(Instructions for the task) List each line of the data that holds the string "usize".
+--
//! Battlefield: the reference agent store consumed by the pipeline.

use std::collections::BTreeMap;

use crate::state::{AgentId, AgentSnapshot, AgentState, BattlefieldBounds, TeamId, Tick};

/// Errors raised while populating a battlefield.
#[derive(Clone, Debug, PartialEq, Eq, thiserror::Error)]
pub enum BattlefieldError {
    #[error("agent {0} already exists")]
    DuplicateAgent(AgentId),

    #[error("agent {0} is placed outside the battlefield bounds")]
    OutOfBounds(AgentId),
}

/// All agents plus static bounds and the battle clock.
///
/// Agents live in a `BTreeMap`, so every iteration is in ascending id order.
#[derive(Clone, Debug, PartialEq)]
#[cfg_attr(feature = "serde", derive(serde::Serialize, serde::Deserialize))]
pub struct Battlefield {
    pub bounds: BattlefieldBounds,
    pub tick: Tick,
    /// Base seed for deterministic rolls.
    pub seed: u64,
    agents: BTreeMap<AgentId, AgentState>,
}

impl Battlefield {
    pub fn new(bounds: BattlefieldBounds, seed: u64) -> Self {
        Self {
            bounds,
            tick: Tick::ZERO,
            seed,
            agents: BTreeMap::new(),
        }
    }

    pub fn insert(&mut self, agent: AgentState) -> Result<(), BattlefieldError> {
        if self.agents.contains_key(&agent.id) {
            return Err(BattlefieldError::DuplicateAgent(agent.id));
        }
        if !self.bounds.contains(agent.position) {
            return Err(BattlefieldError::OutOfBounds(agent.id));
        }
        self.agents.insert(agent.id, agent);
        Ok(())
    }

    /// Inserts `agent` (builder pattern).
    ///
    /// # Panics
    ///
    /// Panics on a duplicate id or out-of-bounds placement. Intended for
    /// fixtures; use [`Battlefield::insert`] for untrusted rosters.
    #[must_use]
    pub fn with_agent(mut self, agent: AgentState) -> Self {
        if let Err(e) = self.insert(agent) {
            panic!("invalid battlefield fixture: {e}");
        }
        self
    }

    pub fn agent(&self, id: AgentId) -> Option<&AgentState> {
        self.agents.get(&id)
    }

    pub fn agent_mut(&mut self, id: AgentId) -> Option<&mut AgentState> {
        self.agents.get_mut(&id)
    }

    /// Removes an agent entirely (e.g. despawned by the simulation).
    pub fn remove(&mut self, id: AgentId) -> Option<AgentState> {
        self.agents.remove(&id)
    }

    pub fn snapshot(&self, id: AgentId) -> Option<AgentSnapshot> {
        self.agent(id).map(AgentState::snapshot)
    }

    pub fn agents(&self) -> impl Iterator<Item = &AgentState> {
        self.agents.values()
    }

    pub fn ids(&self) -> impl Iterator<Item = AgentId> + '_ {
        self.agents.keys().copied()
    }

    pub fn len(&self) -> usize {
        self.agents.len()
    }

    pub fn is_empty(&self) -> bool {
        self.agents.is_empty()
    }

    /// Alive agents other than `id` within its vision range, ascending id.
    pub fn visible_to(&self, id: AgentId) -> Vec<AgentSnapshot> {
        let Some(viewer) = self.agent(id) else {
            return Vec::new();
        };
        let range = viewer.stats.vision_range;
        self.agents
            .values()
            .filter(|other| other.id != id && other.alive)
            .filter(|other| viewer.position.distance_to(other.position) <= range)
            .map(AgentState::snapshot)
            .collect()
    }

    /// Teams that still have at least one living member, ascending.
    pub fn living_teams(&self) -> Vec<TeamId> {
        let mut teams: Vec<TeamId> = self
            .agents
            .values()
            .filter(|a| a.alive)
            .filter_map(|a| a.team)
            .collect();
        teams.sort();
        teams.dedup();
        teams
    }

    pub fn living_count(&self) -> usize {
        self.agents.values().filter(|a| a.alive).count()
    }

    /// Ends the current tick: cooldowns tick down, expired statuses are pruned.
    pub fn advance_tick(&mut self) {
        self.tick = self.tick.next();
        let now = self.tick;
        for agent in self.agents.values_mut() {
            agent.cooldowns.tick_down();
            agent.status.expire(now);
        }
    }
}

impl Default for Battlefield {
    fn default() -> Self {
        Self::new(BattlefieldBounds::default(), 0)
    }
}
+--
(Written reply)
    pub fn len(&self) -> usize {
    pub fn living_count(&self) -> usize {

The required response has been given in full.